The exhibition, which paid a previous visit to Palazzo Reale in Milan where it attracted visitors in record numbers, recounts Munch’s entire artistic journey, from his very beginnings to his last works, traversing the themes dearest to him, linked to one another by his interpretation of the tormented essence of the human condition.

The exhibition Munch. Il grido interiore (Munch. The scream within) is produced and organized by Arthemisia. “It is our pride and honour to have been able to produce this grand project,” comments Iole Siena, Chairperson of Arthemisia – “in collaboration with the Munch Museum in Oslo. Munch was absent in Italy for many years, and the enormous success in the exhibition’s first stop in Milan confirmed for us how great is the public’s love for this immense artist, one who is capable of giving us such strong emotions.”

Curated by Patricia G. Berman, one of the world’s greatest Munch scholars, with the academic contributions of Costantino D’Orazio, the exhibition is being held in collaboration with the Munch Museum in Oslo.

The exhibition’s Main partner is Fondazione Terzo Pilastro – Internazionale, with Poema. The exhibition enjoys the patronage of the Ministry of Culture, the Region of Lazio, the Municipality of Rome – Councillorship of Culture, the Royal Norwegian Embassy in Rome and Jubilee 2025 – Dicastery for Evangelization.
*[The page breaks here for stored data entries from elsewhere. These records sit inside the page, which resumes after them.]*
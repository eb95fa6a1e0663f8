//! Config subcommand handlers.

use crate::cli::{ConfigArgs, ConfigCommand, GlobalOpts};
use crate::config::{self, Config};
use crate::error::CliError;
use crate::output;

// ── Helpers ─────────────────────────────────────────────────────────

/// Format config for display, masking sensitive fields.
fn format_config_redacted(cfg: &Config) -> String {
    use std::fmt::Write;
    let mut out = String::new();

    if let Some(ref default) = cfg.default_profile {
        let _ = writeln!(out, "default_profile = \"{default}\"");
    }
    let _ = writeln!(out);
    let _ = writeln!(out, "[defaults]");
    let _ = writeln!(out, "output = \"{}\"", cfg.defaults.output);
    let _ = writeln!(out, "timeout = {}", cfg.defaults.timeout);
    let _ = writeln!(out, "scan_interval = {}", cfg.defaults.scan_interval);

    let mut names: Vec<_> = cfg.profiles.keys().collect();
    names.sort();
    for name in names {
        let p = &cfg.profiles[name];
        let _ = writeln!(out);
        let _ = writeln!(out, "[profiles.{name}]");
        let _ = writeln!(out, "email = \"{}\"", p.email);
        if p.password.is_some() {
            let _ = writeln!(out, "password = \"****\"");
        }
        if let Some(ref env) = p.password_env {
            let _ = writeln!(out, "password_env = \"{env}\"");
        }
        if let Some(ref url) = p.oauth_url {
            let _ = writeln!(out, "oauth_url = \"{url}\"");
        }
        if let Some(ref url) = p.api_url {
            let _ = writeln!(out, "api_url = \"{url}\"");
        }
        if let Some(timeout) = p.timeout {
            let _ = writeln!(out, "timeout = {timeout}");
        }
        if let Some(interval) = p.scan_interval {
            let _ = writeln!(out, "scan_interval = {interval}");
        }
    }

    out
}

/// Map an interactive I/O failure into CliError.
fn prompt_err(e: impl std::fmt::Display) -> CliError {
    CliError::Validation {
        field: "interactive".into(),
        reason: format!("prompt failed: {e}"),
    }
}

// ── Handler ─────────────────────────────────────────────────────────

pub fn handle(args: ConfigArgs, global: &GlobalOpts) -> Result<(), CliError> {
    match args.command {
        ConfigCommand::Path => {
            output::print_output(&config::config_path().display().to_string(), global.quiet);
            Ok(())
        }

        ConfigCommand::Show => {
            let cfg = config::load_config_or_default();
            output::print_output(&format_config_redacted(&cfg), global.quiet);
            Ok(())
        }

        ConfigCommand::Use { name } => {
            let mut cfg = config::load_config_or_default();
            if !cfg.profiles.contains_key(&name) {
                let mut available: Vec<_> = cfg.profiles.keys().cloned().collect();
                available.sort();
                return Err(CliError::Validation {
                    field: "profile".into(),
                    reason: format!(
                        "'{name}' is not configured (available: {})",
                        available.join(", ")
                    ),
                });
            }
            cfg.default_profile = Some(name.clone());
            let path = config::save_config(&cfg)?;
            output::status(
                &format!("Default profile set to '{name}' in {}", path.display()),
                global.quiet,
            );
            Ok(())
        }

        ConfigCommand::SetPassword => {
            let cfg = config::load_config_or_default();
            let profile_name = config::active_profile_name(global, &cfg);

            let password =
                rpassword::prompt_password(format!("Password for '{profile_name}': "))
                    .map_err(prompt_err)?;
            if password.is_empty() {
                return Err(CliError::Validation {
                    field: "password".into(),
                    reason: "password cannot be empty".into(),
                });
            }

            config::store_password(&profile_name, &password)?;
            output::status(
                &format!("✓ Password for '{profile_name}' stored in system keyring"),
                global.quiet,
            );
            Ok(())
        }
    }
}
// Perenio cloud HTTP client
//
// Owns the reqwest session, the OAuth token state, and URL construction.
// Endpoint groups (oauth, devices, cameras) are implemented as inherent
// methods in separate files to keep this module focused on transport
// mechanics and session lifecycle.

use std::sync::atomic::AtomicU64;
use std::sync::{PoisonError, RwLock};

use chrono::{DateTime, Utc};
use reqwest::StatusCode;
use reqwest::header::{ACCEPT, CONTENT_TYPE};
use secrecy::{ExposeSecret, SecretString};
use serde::de::DeserializeOwned;
use tokio::sync::Mutex;
use tracing::{debug, info};
use url::Url;

use crate::auth::{Credentials, Endpoints, OAuthSettings};
use crate::devices::DiscoveryPath;
use crate::error::Error;
use crate::models::UserInfo;
use crate::token::TokenState;
use crate::transport::TransportConfig;

/// Header carrying the vendor tenant identifier on every request.
pub(crate) const TENANT_HEADER: &str = "tenantId";

const BODY_PREVIEW_LEN: usize = 200;

/// Lifecycle of the client's HTTP session.
enum Session {
    Unopened,
    Open(reqwest::Client),
    Closed,
}

/// Async client for the Perenio cloud camera API.
///
/// Construct with [`PerenioClient::new`], then call [`setup`](Self::setup)
/// to open the session and authenticate. Every data call runs the refresh
/// guard first, so a long-lived client keeps its bearer token current on
/// its own. Share across tasks with `Arc<PerenioClient>`.
pub struct PerenioClient {
    credentials: Credentials,
    oauth: OAuthSettings,
    endpoints: Endpoints,
    transport: TransportConfig,
    session: RwLock<Session>,
    /// Held across the whole check-then-grant sequence so concurrent
    /// callers share one in-flight refresh.
    pub(crate) tokens: Mutex<TokenState>,
    /// Bumped after every grant attempt. A caller that sees it move while
    /// waiting for `tokens` adopts that outcome instead of granting again.
    pub(crate) grant_epoch: AtomicU64,
    pub(crate) user_info: RwLock<Option<UserInfo>>,
    pub(crate) discovery_path: RwLock<Option<DiscoveryPath>>,
}

impl PerenioClient {
    /// Create a client for the given account against the vendor's
    /// production endpoints. No network activity happens until
    /// [`setup`](Self::setup).
    pub fn new(credentials: Credentials) -> Self {
        Self::with_config(
            credentials,
            Endpoints::default(),
            OAuthSettings::default(),
            TransportConfig::default(),
        )
    }

    /// Create a client with explicit endpoints, OAuth identity, and transport.
    pub fn with_config(
        credentials: Credentials,
        endpoints: Endpoints,
        oauth: OAuthSettings,
        transport: TransportConfig,
    ) -> Self {
        Self {
            credentials,
            oauth,
            endpoints,
            transport,
            session: RwLock::new(Session::Unopened),
            tokens: Mutex::new(TokenState::default()),
            grant_epoch: AtomicU64::new(0),
            user_info: RwLock::new(None),
            discovery_path: RwLock::new(None),
        }
    }

    // ── Accessors ────────────────────────────────────────────────────

    pub fn credentials(&self) -> &Credentials {
        &self.credentials
    }

    pub fn endpoints(&self) -> &Endpoints {
        &self.endpoints
    }

    pub(crate) fn oauth(&self) -> &OAuthSettings {
        &self.oauth
    }

    /// Whether the HTTP session is currently open.
    pub fn is_open(&self) -> bool {
        matches!(
            *self.session.read().unwrap_or_else(PoisonError::into_inner),
            Session::Open(_)
        )
    }

    /// Whether a bearer token is on hand. This is the authoritative
    /// "did authentication succeed" check after [`setup`](Self::setup).
    pub async fn has_access_token(&self) -> bool {
        self.tokens.lock().await.access_token().is_some()
    }

    /// The current access token, if any.
    pub async fn access_token(&self) -> Option<SecretString> {
        self.tokens.lock().await.access_token().cloned()
    }

    /// Expiry recorded from the most recent grant.
    pub async fn token_expires_at(&self) -> Option<DateTime<Utc>> {
        self.tokens.lock().await.expires_at()
    }

    /// Account profile fetched after the last successful authentication.
    pub fn user_info(&self) -> Option<UserInfo> {
        self.user_info
            .read()
            .unwrap_or_else(PoisonError::into_inner)
            .clone()
    }

    // ── Session lifecycle ────────────────────────────────────────────

    /// Open the HTTP session and perform initial authentication.
    ///
    /// Only a failure to build the HTTP session is returned as an error.
    /// A rejected login is logged and swallowed: check
    /// [`has_access_token`](Self::has_access_token) afterwards.
    /// Calling `setup` again after [`close`](Self::close) starts a new session.
    pub async fn setup(&self) -> Result<(), Error> {
        self.start_session()?;
        if let Err(e) = self.authenticate().await {
            debug!(error = %e, "setup finished without an access token");
        }
        Ok(())
    }

    /// [`setup`](Self::setup), returning the login failure as well.
    pub async fn try_setup(&self) -> Result<(), Error> {
        self.start_session()?;
        self.authenticate().await
    }

    /// Release the HTTP session. Safe to call repeatedly; returns `true`
    /// only for the call that actually released a session.
    pub fn close(&self) -> bool {
        let mut session = self.session.write().unwrap_or_else(PoisonError::into_inner);
        if matches!(*session, Session::Open(_)) {
            *session = Session::Closed;
            info!("closed Perenio session");
            true
        } else {
            debug!("close called with no open session");
            false
        }
    }

    fn start_session(&self) -> Result<reqwest::Client, Error> {
        let mut session = self.session.write().unwrap_or_else(PoisonError::into_inner);
        if let Session::Open(http) = &*session {
            return Ok(http.clone());
        }
        let http = self.transport.build_client()?;
        debug!(timeout = ?self.transport.timeout, "opened Perenio session");
        *session = Session::Open(http.clone());
        Ok(http)
    }

    /// The open session, lazily opening one if the client was never set up.
    /// A closed client stays closed until the next [`setup`](Self::setup).
    pub(crate) fn open_session(&self) -> Result<reqwest::Client, Error> {
        let unopened = matches!(
            *self.session.read().unwrap_or_else(PoisonError::into_inner),
            Session::Unopened
        );
        if unopened {
            return self.start_session();
        }
        self.session()
    }

    /// The open session, without creating one.
    pub(crate) fn session(&self) -> Result<reqwest::Client, Error> {
        match &*self.session.read().unwrap_or_else(PoisonError::into_inner) {
            Session::Open(http) => Ok(http.clone()),
            Session::Unopened | Session::Closed => Err(Error::NotConnected),
        }
    }

    // ── URL builders ─────────────────────────────────────────────────

    pub(crate) fn api_url(&self, segments: &[&str]) -> Url {
        self.endpoints.api_url(segments)
    }

    // ── Request helpers ──────────────────────────────────────────────

    /// Apply the standard authenticated header set.
    pub(crate) fn authorized(
        &self,
        builder: reqwest::RequestBuilder,
        token: &SecretString,
    ) -> reqwest::RequestBuilder {
        builder
            .bearer_auth(token.expose_secret())
            .header(TENANT_HEADER, &self.oauth.tenant_id)
            .header(CONTENT_TYPE, "application/json")
            .header(ACCEPT, "application/json")
    }
}

/// Reject anything other than HTTP 200, capturing a body preview.
pub(crate) async fn expect_ok(resp: reqwest::Response) -> Result<reqwest::Response, Error> {
    let status = resp.status();
    if status == StatusCode::OK {
        return Ok(resp);
    }
    let url = resp.url().to_string();
    let body = resp.text().await.unwrap_or_default();
    Err(Error::Http {
        status: status.as_u16(),
        url,
        body: preview(&body).to_owned(),
    })
}

/// Decode a JSON body, keeping the raw text on failure.
pub(crate) async fn read_json<T: DeserializeOwned>(resp: reqwest::Response) -> Result<T, Error> {
    let body = resp.text().await?;
    serde_json::from_str(&body).map_err(|e| Error::Deserialization {
        message: format!("{e} (body preview: {:?})", preview(&body)),
        body,
    })
}

pub(crate) fn preview(body: &str) -> &str {
    match body.char_indices().nth(BODY_PREVIEW_LEN) {
        Some((idx, _)) => &body[..idx],
        None => body,
    }
}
The exhibition is supported by its sponsors Generali Valore Cultura and Statkraft, special partner Ricola, mobility partners Atac and Frecciarossa Treno Ufficiale, media partner la Repubblica, hospitality partners Hotel de Russie and Hotel de la Ville, technical sponsor Ferrari Trento, and radio partner Dimensione Suono Soft. The exhibition will include a rich programme of events involving a number of the city’s cultural organizations in order to more deeply analyze the artist’s personality and expand the themes of his works.

The exhibition

Edvard Munch (1863-1944) had an exceptional work ethic that brought him to produce thousands of prints and paintings during his long life. Both a man of images and of words, he also composed endless notes, literary sketches, correspondence, and even a play. The desire to communicate his perceptions accompanies him throughout his life and is the beating heart of his practice as an artist. His works deal with images of birth, death, love, and existential questioning. He considered these themes to be universal. Many works portray psychological struggle: the instabilities of erotic love, the toll of physical and psychological illness, and the vacuum left by death. Others attempt to capture the invisible forces that Munch believed to animate and bind the universe.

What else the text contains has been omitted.